Scientists worry the road will fragment the ecosystem by leaving two disconnected areas of protected forest.
Prof Silvia Sardinha, a wildlife vet and researcher at a university animal hospital overlooking the construction site, has raised serious concerns.
She rehabilitates injured wild animals before releasing them back into nature.
“From the moment of deforestation, there is a loss,” she said. “We are going to lose an area to release these animals back into the wild, the natural environment of these species.”
The highway will also restrict wildlife movement. Sardinha added: “Land animals will no longer be able to cross to the other side too, reducing the areas where they can live and breed.”

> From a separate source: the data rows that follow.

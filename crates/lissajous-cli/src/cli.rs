//! Command-line interface for `lissajous`.
//!
//! Every oscillator parameter is a global option, so it may appear before or
//! after the subcommand and can also come from a `LISSAJOUS_*` environment
//! variable.
//!
//! # Examples
//!
//! ```bash
//! # Final point after 200 steps
//! lissajous simulate --steps 200
//!
//! # Damped run, whole trajectory as JSON lines, then rewind 50 steps
//! lissajous --x-damping 0.2 simulate -n 400 --rewind 50 --trace -f json
//!
//! # Timer-driven playback with the spring overlay
//! lissajous play --frames 100 --springs
//!
//! # Plot area and axis layout for a 1920x1080 display
//! lissajous --width 1920 --height 1080 layout
//! ```

use clap::{Parser, Subcommand, ValueEnum};
use lissajous::StepCount;

/// Damped Lissajous oscillator with a spring overlay.
#[derive(Parser, Debug, Clone)]
#[command(
    name = "lissajous",
    author,
    version,
    about = "Damped Lissajous oscillator with a spring overlay",
    long_about = "Simulates a damped two-axis harmonic oscillator, keeps its trajectory \
                  history with forward/rewind, and computes the spring curves that tie \
                  the moving point to the plot boundaries."
)]
pub struct Cli {
    /// Frequency of vibration on the X axis (rad/s)
    #[arg(
        long,
        default_value_t = 3.0,
        env = "LISSAJOUS_X_FREQUENCY",
        global = true,
        allow_hyphen_values = true
    )]
    pub x_frequency: f64,

    /// Frequency of vibration on the Y axis (rad/s)
    #[arg(
        long,
        default_value_t = 4.0,
        env = "LISSAJOUS_Y_FREQUENCY",
        global = true,
        allow_hyphen_values = true
    )]
    pub y_frequency: f64,

    /// Magnitude of vibration on the X axis
    #[arg(
        long,
        default_value_t = 1.0,
        env = "LISSAJOUS_X_MAGNITUDE",
        global = true,
        allow_hyphen_values = true
    )]
    pub x_magnitude: f64,

    /// Magnitude of vibration on the Y axis
    #[arg(
        long,
        default_value_t = 1.0,
        env = "LISSAJOUS_Y_MAGNITUDE",
        global = true,
        allow_hyphen_values = true
    )]
    pub y_magnitude: f64,

    /// Damping of vibration on the X axis (negative grows)
    #[arg(
        long,
        default_value_t = 0.0,
        env = "LISSAJOUS_X_DAMPING",
        global = true,
        allow_hyphen_values = true
    )]
    pub x_damping: f64,

    /// Damping of vibration on the Y axis (negative grows)
    #[arg(
        long,
        default_value_t = 0.0,
        env = "LISSAJOUS_Y_DAMPING",
        global = true,
        allow_hyphen_values = true
    )]
    pub y_damping: f64,

    /// Phase difference of the vibrations, as a multiple of pi
    #[arg(
        long,
        default_value_t = 0.0,
        env = "LISSAJOUS_PHASE_DIFFERENCE",
        global = true,
        allow_hyphen_values = true
    )]
    pub phase_difference: f64,

    /// Simulated milliseconds per step
    ///
    /// Must be positive.
    #[arg(
        long,
        default_value_t = 50,
        env = "LISSAJOUS_STEP_INTERVAL",
        global = true,
        allow_hyphen_values = true
    )]
    pub step_interval: i64,

    /// Number of stored trajectory points (0 - unlimited)
    #[arg(long, default_value_t = 0, env = "LISSAJOUS_LINE_LENGTH", global = true)]
    pub line_length: usize,

    /// Axis margin beyond the magnitude, in minor ticks
    #[arg(long, default_value_t = 1, env = "LISSAJOUS_MARGIN_TICKS", global = true)]
    pub margin_ticks: u32,

    /// Display width in pixels, used for the plot area and spring pixels
    #[arg(long, default_value_t = 800.0, env = "LISSAJOUS_WIDTH", global = true)]
    pub width: f64,

    /// Display height in pixels
    #[arg(long, default_value_t = 800.0, env = "LISSAJOUS_HEIGHT", global = true)]
    pub height: f64,

    /// Print the resolved configuration as JSON and exit
    #[arg(long, global = true)]
    pub print_config: bool,

    /// Enable verbose logging (repeat for more)
    #[arg(long, short = 'v', action = clap::ArgAction::Count, global = true)]
    pub verbose: u8,

    /// What to do
    #[command(subcommand)]
    pub command: Command,
}

/// Available subcommands.
#[derive(Subcommand, Debug, Clone)]
pub enum Command {
    /// Step the simulation immediately and print the result
    Simulate(SimulateArgs),

    /// Run the simulation on a timer, printing one frame per tick
    Play(PlayArgs),

    /// Print the plot area and axis layout
    Layout(LayoutArgs),
}

/// Arguments for the `simulate` subcommand.
#[derive(Parser, Debug, Clone)]
pub struct SimulateArgs {
    /// Number of steps to take
    #[arg(long, short = 'n', default_value = "100")]
    pub steps: StepCount,

    /// Steps to rewind afterwards
    #[arg(long, short = 'r')]
    pub rewind: Option<StepCount>,

    /// Print every retained trajectory point instead of only the last
    #[arg(long)]
    pub trace: bool,

    /// Include the four boundary springs with the last point
    #[arg(long)]
    pub springs: bool,

    /// Output format
    #[arg(long, short = 'f', value_enum, default_value_t)]
    pub format: OutputFormat,
}

/// Arguments for the `play` subcommand.
#[derive(Parser, Debug, Clone)]
pub struct PlayArgs {
    /// Stop after this many frames (runs until Ctrl-C otherwise)
    #[arg(long)]
    pub frames: Option<StepCount>,

    /// Wall-clock milliseconds between frames (defaults to the step interval)
    #[arg(long, value_parser = clap::value_parser!(u64).range(1..))]
    pub animation_interval: Option<u64>,

    /// Include the four boundary springs in each frame
    #[arg(long)]
    pub springs: bool,

    /// Output format
    #[arg(long, short = 'f', value_enum, default_value_t)]
    pub format: OutputFormat,
}

/// Arguments for the `layout` subcommand.
#[derive(Parser, Debug, Clone)]
pub struct LayoutArgs {
    /// Output format
    #[arg(long, short = 'f', value_enum, default_value_t)]
    pub format: OutputFormat,
}

/// Output formats.
#[derive(ValueEnum, Debug, Clone, Copy, Default, PartialEq, Eq)]
pub enum OutputFormat {
    /// Human-readable text
    #[default]
    Plain,
    /// One JSON object per line
    Json,
}

impl Cli {
    /// Parse command line arguments.
    #[must_use]
    pub fn parse_args() -> Self {
        Self::parse()
    }

    /// Create CLI from iterator (useful for testing).
    ///
    /// # Errors
    ///
    /// Returns an error if argument parsing fails.
    pub fn try_parse_from<I, T>(iter: I) -> Result<Self, clap::Error>
    where
        I: IntoIterator<Item = T>,
        T: Into<std::ffi::OsString> + Clone,
    {
        <Self as Parser>::try_parse_from(iter)
    }
}

#[cfg(test)]
mod tests {
    use super::*;

    #[test]
    fn test_defaults() {
        let cli = Cli::try_parse_from(["lissajous", "simulate"]).unwrap();
        assert!((cli.x_frequency - 3.0).abs() < f64::EPSILON);
        assert!((cli.y_frequency - 4.0).abs() < f64::EPSILON);
        assert_eq!(cli.step_interval, 50);
        assert_eq!(cli.line_length, 0);
        assert_eq!(cli.verbose, 0);
        let Command::Simulate(args) = cli.command else {
            panic!("expected simulate");
        };
        assert_eq!(args.steps.get(), 100);
        assert_eq!(args.rewind, None);
        assert_eq!(args.format, OutputFormat::Plain);
    }

    #[test]
    fn test_global_options_after_subcommand() {
        let cli = Cli::try_parse_from([
            "lissajous",
            "simulate",
            "--x-damping",
            "-0.5",
            "--line-length",
            "10",
            "-vv",
        ])
        .unwrap();
        assert!((cli.x_damping + 0.5).abs() < f64::EPSILON);
        assert_eq!(cli.line_length, 10);
        assert_eq!(cli.verbose, 2);
    }

    #[test]
    fn test_zero_steps_rejected() {
        assert!(Cli::try_parse_from(["lissajous", "simulate", "--steps", "0"]).is_err());
        assert!(Cli::try_parse_from(["lissajous", "simulate", "--rewind", "abc"]).is_err());
    }

    #[test]
    fn test_play_args() {
        let cli = Cli::try_parse_from([
            "lissajous",
            "play",
            "--frames",
            "3",
            "--animation-interval",
            "5",
            "--springs",
            "-f",
            "json",
        ])
        .unwrap();
        let Command::Play(args) = cli.command else {
            panic!("expected play");
        };
        assert_eq!(args.frames.map(StepCount::get), Some(3));
        assert_eq!(args.animation_interval, Some(5));
        assert!(args.springs);
        assert_eq!(args.format, OutputFormat::Json);
    }

    #[test]
    fn test_animation_interval_must_be_positive() {
        assert!(Cli::try_parse_from(["lissajous", "play", "--animation-interval", "0"]).is_err());
    }

    #[test]
    fn test_subcommand_required() {
        assert!(Cli::try_parse_from(["lissajous"]).is_err());
    }
}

Prof Sardinha later criticised the summit’s approach, saying that while discussions happen “at a very high level, among business people and government officials”, those living in the Amazon are “not being heard”.
Adler Silveira, the state government’s infrastructure secretary, defended the project as a “sustainable highway” and an “important mobility intervention”.

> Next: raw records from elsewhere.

//! Oscillator parameters.

use core::num::NonZeroU32;

use serde::{Deserialize, Serialize};

use crate::error::{Result, SimError};

/// Default milliseconds per simulation step.
const DEFAULT_STEP_INTERVAL_MS: NonZeroU32 = match NonZeroU32::new(50) {
    Some(n) => n,
    None => unreachable!(),
};

/// Parameters of the damped two-axis oscillator.
///
/// Plain data: editable between runs, read by the driver and by whatever
/// renders the plot. The step interval is the only field with a hard
/// invariant and it is carried by its `NonZeroU32` type, so a zero interval
/// can never be stored (deserialisation rejects it too).
///
/// Damping may be negative, which makes the envelope grow over time.
///
/// # Example
///
/// ```rust
/// use lissajous::SimulationParameters;
///
/// let params = SimulationParameters {
///     x_damping: 0.1,
///     phase_difference: 0.5,
///     ..SimulationParameters::default()
/// }
/// .with_step_interval_ms(20)
/// .unwrap();
///
/// assert_eq!(params.step_interval_ms(), 20);
/// ```
#[derive(Debug, Clone, Copy, PartialEq, Serialize, Deserialize)]
#[serde(default)]
pub struct SimulationParameters {
    /// Angular frequency of the X motion (rad/s).
    pub x_frequency: f64,
    /// Angular frequency of the Y motion (rad/s).
    pub y_frequency: f64,
    /// Amplitude of the X motion.
    pub x_magnitude: f64,
    /// Amplitude of the Y motion.
    pub y_magnitude: f64,
    /// Exponential damping rate of the X motion (1/s).
    pub x_damping: f64,
    /// Exponential damping rate of the Y motion (1/s).
    pub y_damping: f64,
    /// Phase lead of X over Y, as a multiple of π.
    pub phase_difference: f64,
    /// Simulated milliseconds per step.
    pub step_interval_ms: NonZeroU32,
}

impl Default for SimulationParameters {
    fn default() -> Self {
        Self {
            x_frequency: 3.0,
            y_frequency: 4.0,
            x_magnitude: 1.0,
            y_magnitude: 1.0,
            x_damping: 0.0,
            y_damping: 0.0,
            phase_difference: 0.0,
            step_interval_ms: DEFAULT_STEP_INTERVAL_MS,
        }
    }
}

impl SimulationParameters {
    /// Milliseconds of simulated time per step.
    #[inline]
    pub fn step_interval_ms(&self) -> u32 {
        self.step_interval_ms.get()
    }

    /// Seconds of simulated time per step.
    #[inline]
    pub fn step_interval_secs(&self) -> f64 {
        self.step_interval_ms.get() as f64 / 1000.0
    }

    /// Returns a copy with a new step interval.
    ///
    /// # Errors
    ///
    /// Returns [`SimError::InvalidParameter`] if `ms` is zero; `self` is
    /// left untouched.
    pub fn with_step_interval_ms(mut self, ms: u32) -> Result<Self> {
        self.step_interval_ms = NonZeroU32::new(ms)
            .ok_or_else(|| SimError::invalid("step_interval_ms", "must be positive"))?;
        Ok(self)
    }

    /// Sets the step interval from a signed value, as typed into a form.
    ///
    /// # Errors
    ///
    /// Returns [`SimError::InvalidParameter`] for zero, negative or
    /// out-of-range values; the previous interval is kept.
    pub fn set_step_interval_ms(&mut self, ms: i64) -> Result<()> {
        let ms = u32::try_from(ms)
            .ok()
            .and_then(NonZeroU32::new)
            .ok_or_else(|| SimError::invalid("step_interval_ms", format!("{ms} is not positive")))?;
        self.step_interval_ms = ms;
        Ok(())
    }

    /// The larger of the two magnitudes; sizes both plot axes.
    #[inline]
    pub fn max_magnitude(&self) -> f64 {
        self.x_magnitude.max(self.y_magnitude)
    }

    /// Checks that every real-valued field is finite.
    ///
    /// Values loaded from outside (a settings file, the command line) should
    /// pass through here before they reach a running simulation.
    ///
    /// # Errors
    ///
    /// Returns [`SimError::InvalidParameter`] naming the first non-finite
    /// field.
    pub fn validate(&self) -> Result<()> {
        let fields = [
            ("x_frequency", self.x_frequency),
            ("y_frequency", self.y_frequency),
            ("x_magnitude", self.x_magnitude),
            ("y_magnitude", self.y_magnitude),
            ("x_damping", self.x_damping),
            ("y_damping", self.y_damping),
            ("phase_difference", self.phase_difference),
        ];
        for (name, value) in fields {
            if !value.is_finite() {
                return Err(SimError::invalid(name, format!("{value} is not finite")));
            }
        }
        Ok(())
    }
}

The highway is just one of 30 infrastructure projects underway to prepare Belém for Cop30.
Brazil’s federal government is investing more than $81million (£62million) to double the airport capacity to 14 million passengers.
A new 500,000 square mile city park is under construction, featuring green spaces, restaurants and sports facilities.
Some local business owners welcome the development despite environmental concerns.
“The city as a whole is being improved,” Dalci Cardoso da Silva, who runs a leather shoe stall at the Ver-o-peso market, said. He believes the improvements will boost his sales and income.
João Alexandre Trindade da Silva, who sells Amazonian herbal medicines, acknowledges construction causes problems but feels the outcome justifies it.
“We hope the discussions aren’t just on paper and become real actions,” he said.
World leaders attending Cop30 will face growing scrutiny over whether their global travel and the infrastructure required to host them undermines the climate cause.
The Brazilian President Luiz Inacio Lula da Silva has framed this as “a Cop in the Amazon, not a COP about the Amazon”.
He suggested the summit will highlight the forest’s needs and showcase conservation efforts.